//! Push subscriber source.
//!
//! A remote publisher pushes frames at its own pace. A background receive
//! worker reads and decodes them and drops each one into a `LatestSlot`,
//! overwriting whatever the consumer has not taken yet. `grab()` waits for the
//! slot with a bounded timeout, so a consumer slower than the publisher only
//! ever sees the freshest frame and never has to catch up.
//!
//! Stopping is cooperative: `close()` raises a flag that the worker checks at
//! the top of every iteration. Socket reads use a short timeout so the flag is
//! observed promptly even when the publisher is silent.

pub mod slot;
pub mod wire;

use anyhow::{anyhow, Context, Result};
use image::RgbImage;
use std::io::{ErrorKind, Read};
use std::net::{SocketAddr, TcpStream, ToSocketAddrs};
use std::sync::atomic::{AtomicBool, AtomicU64, Ordering};
use std::sync::Arc;
use std::thread::JoinHandle;
use std::time::Duration;

use crate::error::SourceError;
use crate::ingest::synthetic::{is_stub, StubParams, SyntheticScene};
pub use slot::LatestSlot;

/// Port used when the descriptor names only a host.
pub const DEFAULT_PUSH_PORT: u16 = 5555;
pub const DEFAULT_PUSH_TIMEOUT: Duration = Duration::from_secs(15);
pub const DEFAULT_CONNECT_TIMEOUT: Duration = Duration::from_secs(5);

const READ_POLL: Duration = Duration::from_millis(250);
const RECONNECT_BACKOFF: Duration = Duration::from_secs(1);
const SYNTHETIC_INTERVAL_MS: u64 = 33;

/// Where pushed frames come from.
#[derive(Clone, Debug, PartialEq, Eq)]
pub enum PushEndpoint {
    Tcp { host: String, port: u16 },
    /// In-process synthetic publisher (`stub://name?interval_ms=N`).
    Synthetic(String),
}

impl PushEndpoint {
    /// Accepts `host:port`, `host,port`, bare `host`, `tcp://host:port` or `stub://...`.
    ///
    /// IPv6 literals take a port only in brackets (`[::1]:6000`) or after a
    /// comma (`::1,6000`). An unbracketed address with several colons is a
    /// bare host on the default port.
    pub fn parse(descriptor: &str) -> Result<Self> {
        let trimmed = descriptor.trim();
        if trimmed.is_empty() {
            return Err(anyhow!("push subscriber descriptor is empty"));
        }
        if is_stub(trimmed) {
            return Ok(Self::Synthetic(trimmed.to_string()));
        }
        let address = trimmed.strip_prefix("tcp://").unwrap_or(trimmed);
        let (host, port) = if let Some(rest) = address.strip_prefix('[') {
            let (host, tail) = rest
                .split_once(']')
                .ok_or_else(|| anyhow!("unclosed '[' in push descriptor '{}'", descriptor))?;
            match tail.trim() {
                "" => (host, None),
                tail => match tail.strip_prefix([':', ',']) {
                    Some(port) => (host, Some(port)),
                    None => {
                        return Err(anyhow!(
                            "unexpected '{}' in push descriptor '{}'",
                            tail,
                            descriptor
                        ))
                    }
                },
            }
        } else if let Some((host, port)) = address.rsplit_once(',') {
            (host, Some(port))
        } else {
            match address.split_once(':') {
                Some((host, port)) if !port.contains(':') => (host, Some(port)),
                _ => (address, None),
            }
        };
        let port = match port {
            Some(port) => port
                .trim()
                .parse::<u16>()
                .map_err(|_| anyhow!("invalid port in push descriptor '{}'", descriptor))?,
            None => DEFAULT_PUSH_PORT,
        };
        let host = host.trim();
        if host.is_empty() {
            return Err(anyhow!("push descriptor '{}' has no host", descriptor));
        }
        Ok(Self::Tcp {
            host: host.to_string(),
            port,
        })
    }

    pub fn address(&self) -> String {
        match self {
            Self::Tcp { host, port } if host.contains(':') => {
                format!("tcp://[{}]:{}", host, port)
            }
            Self::Tcp { host, port } => format!("tcp://{}:{}", host, port),
            Self::Synthetic(descriptor) => descriptor.clone(),
        }
    }
}

/// Configuration for a push subscriber.
#[derive(Clone, Debug)]
pub struct PushConfig {
    pub endpoint: PushEndpoint,
    /// Bound on how long `grab()` waits for a pushed frame.
    pub timeout: Duration,
    pub connect_timeout: Duration,
}

impl PushConfig {
    pub fn new(endpoint: PushEndpoint) -> Self {
        Self {
            endpoint,
            timeout: DEFAULT_PUSH_TIMEOUT,
            connect_timeout: DEFAULT_CONNECT_TIMEOUT,
        }
    }
}

#[derive(Debug, Default)]
struct SubscriberShared {
    slot: LatestSlot<RgbImage>,
    stop: AtomicBool,
    skipped: AtomicU64,
    decode_errors: AtomicU64,
    reconnects: AtomicU64,
}

/// Counters for a push subscriber.
#[derive(Clone, Copy, Debug, Default, PartialEq, Eq)]
pub struct PushStats {
    pub frames_received: u64,
    /// Frames replaced or skipped before anyone acquired them.
    pub frames_dropped: u64,
    pub decode_errors: u64,
    pub reconnects: u64,
}

pub struct PushSubscriberSource {
    config: PushConfig,
    shared: Arc<SubscriberShared>,
    worker: Option<JoinHandle<()>>,
}

impl PushSubscriberSource {
    pub fn new(config: PushConfig) -> Self {
        Self {
            config,
            shared: Arc::new(SubscriberShared::default()),
            worker: None,
        }
    }

    pub fn address(&self) -> String {
        self.config.endpoint.address()
    }

    pub fn is_running(&self) -> bool {
        self.worker.is_some()
    }

    /// Connect and start the receive worker.
    pub fn open(&mut self) -> Result<()> {
        if self.worker.is_some() {
            return Ok(());
        }
        let shared = Arc::new(SubscriberShared::default());
        let worker_shared = shared.clone();
        let address = self.address();

        let worker = match &self.config.endpoint {
            PushEndpoint::Tcp { host, port } => {
                let targets = resolve(host, *port)?;
                let stream = connect_any(&targets, self.config.connect_timeout)?;
                log::info!("PushSubscriber: subscribed to {}", address);
                let connect_timeout = self.config.connect_timeout;
                std::thread::Builder::new()
                    .name(format!("push-{}", address))
                    .spawn(move || {
                        run_tcp_subscriber(worker_shared, targets, stream, connect_timeout)
                    })
                    .context("spawn push subscriber worker")?
            }
            PushEndpoint::Synthetic(descriptor) => {
                let params = StubParams::parse(descriptor)?;
                let interval = Duration::from_millis(
                    params
                        .get::<u64>("interval_ms")?
                        .unwrap_or(SYNTHETIC_INTERVAL_MS),
                );
                log::info!("PushSubscriber: subscribed to {} (synthetic)", address);
                std::thread::Builder::new()
                    .name(format!("push-{}", params.name))
                    .spawn(move || run_synthetic_publisher(worker_shared, params, interval))
                    .context("spawn synthetic publisher")?
            }
        };

        self.shared = shared;
        self.worker = Some(worker);
        Ok(())
    }

    /// Wait for the freshest pushed frame, up to the configured timeout.
    pub fn grab(&mut self) -> Result<RgbImage, SourceError> {
        self.shared
            .slot
            .take_timeout(self.config.timeout)
            .ok_or_else(|| SourceError::Timeout {
                address: self.address(),
                timeout: self.config.timeout,
            })
    }

    pub fn stats(&self) -> PushStats {
        PushStats {
            frames_received: self.shared.slot.published(),
            frames_dropped: self.shared.slot.overwritten()
                + self.shared.skipped.load(Ordering::Relaxed),
            decode_errors: self.shared.decode_errors.load(Ordering::Relaxed),
            reconnects: self.shared.reconnects.load(Ordering::Relaxed),
        }
    }

    /// Ask the worker to stop and wait for it to finish its current receive.
    pub fn close(&mut self) {
        self.shared.stop.store(true, Ordering::SeqCst);
        if let Some(worker) = self.worker.take() {
            if worker.join().is_err() {
                log::error!("PushSubscriber: worker for {} panicked", self.address());
            }
        }
    }
}

impl Drop for PushSubscriberSource {
    fn drop(&mut self) {
        self.close();
    }
}

fn resolve(host: &str, port: u16) -> Result<Vec<SocketAddr>> {
    let targets: Vec<SocketAddr> = (host, port)
        .to_socket_addrs()
        .with_context(|| format!("resolve {}:{}", host, port))?
        .collect();
    if targets.is_empty() {
        return Err(anyhow!("{}:{} resolved to no addresses", host, port));
    }
    Ok(targets)
}

fn connect_any(targets: &[SocketAddr], timeout: Duration) -> Result<TcpStream> {
    let mut last_err = None;
    for target in targets {
        match TcpStream::connect_timeout(target, timeout) {
            Ok(stream) => {
                stream
                    .set_read_timeout(Some(READ_POLL))
                    .context("set subscriber read timeout")?;
                return Ok(stream);
            }
            Err(err) => last_err = Some(err),
        }
    }
    match last_err {
        Some(err) => Err(anyhow::Error::new(err).context(format!("connect to {:?}", targets))),
        None => Err(anyhow!("no addresses to connect to")),
    }
}

fn run_tcp_subscriber(
    shared: Arc<SubscriberShared>,
    targets: Vec<SocketAddr>,
    stream: TcpStream,
    connect_timeout: Duration,
) {
    let mut connection = Some(stream);
    let mut buffer: Vec<u8> = Vec::with_capacity(256 * 1024);
    let mut chunk = vec![0u8; 64 * 1024];

    while !shared.stop.load(Ordering::SeqCst) {
        let Some(stream) = connection.as_mut() else {
            sleep_unless_stopped(&shared.stop, RECONNECT_BACKOFF);
            if shared.stop.load(Ordering::SeqCst) {
                break;
            }
            match connect_any(&targets, connect_timeout) {
                Ok(stream) => {
                    shared.reconnects.fetch_add(1, Ordering::Relaxed);
                    log::info!("PushSubscriber: reconnected to {:?}", targets);
                    connection = Some(stream);
                }
                Err(err) => log::debug!("PushSubscriber: reconnect failed: {:#}", err),
            }
            continue;
        };

        match stream.read(&mut chunk) {
            Ok(0) => {
                log::warn!("PushSubscriber: publisher {:?} closed the stream", targets);
                connection = None;
                buffer.clear();
            }
            Ok(n) => {
                buffer.extend_from_slice(&chunk[..n]);
                if let Err(err) = publish_latest(&shared, &mut buffer) {
                    log::warn!("PushSubscriber: dropping connection: {}", err);
                    connection = None;
                    buffer.clear();
                }
            }
            Err(err)
                if matches!(
                    err.kind(),
                    ErrorKind::WouldBlock | ErrorKind::TimedOut | ErrorKind::Interrupted
                ) => {}
            Err(err) => {
                log::warn!("PushSubscriber: read failed: {}", err);
                connection = None;
                buffer.clear();
            }
        }
    }
    log::info!("PushSubscriber: receive worker for {:?} stopped", targets);
}

/// Decode only the newest complete message in `buffer`; older ones are skipped.
fn publish_latest(shared: &SubscriberShared, buffer: &mut Vec<u8>) -> std::io::Result<()> {
    let mut newest = None;
    while let Some(message) = wire::take_message(buffer)? {
        if newest.replace(message).is_some() {
            shared.skipped.fetch_add(1, Ordering::Relaxed);
        }
    }
    if let Some(message) = newest {
        match message.decode() {
            Ok(image) => shared.slot.put(image),
            Err(err) => {
                shared.decode_errors.fetch_add(1, Ordering::Relaxed);
                log::warn!("PushSubscriber: {:#}", err);
            }
        }
    }
    Ok(())
}

fn run_synthetic_publisher(shared: Arc<SubscriberShared>, params: StubParams, interval: Duration) {
    let mut scene = SyntheticScene::from_params(&params);
    while !shared.stop.load(Ordering::SeqCst) {
        shared.slot.put(scene.next_image());
        sleep_unless_stopped(&shared.stop, interval);
    }
    log::info!(
        "PushSubscriber: synthetic publisher {} stopped after {} frames",
        params.name,
        scene.frame_count()
    );
}

fn sleep_unless_stopped(stop: &AtomicBool, duration: Duration) {
    let deadline = std::time::Instant::now() + duration;
    while !stop.load(Ordering::SeqCst) {
        let now = std::time::Instant::now();
        if now >= deadline {
            return;
        }
        std::thread::sleep((deadline - now).min(READ_POLL));
    }
}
═══
### EXERCISE INSTRUCTIONS
When a line in the material includes the word "SyntheticScene", copy it out.

### FINAL ANSWER
use crate::ingest::synthetic::{is_stub, StubParams, SyntheticScene};
    let mut scene = SyntheticScene::from_params(&params);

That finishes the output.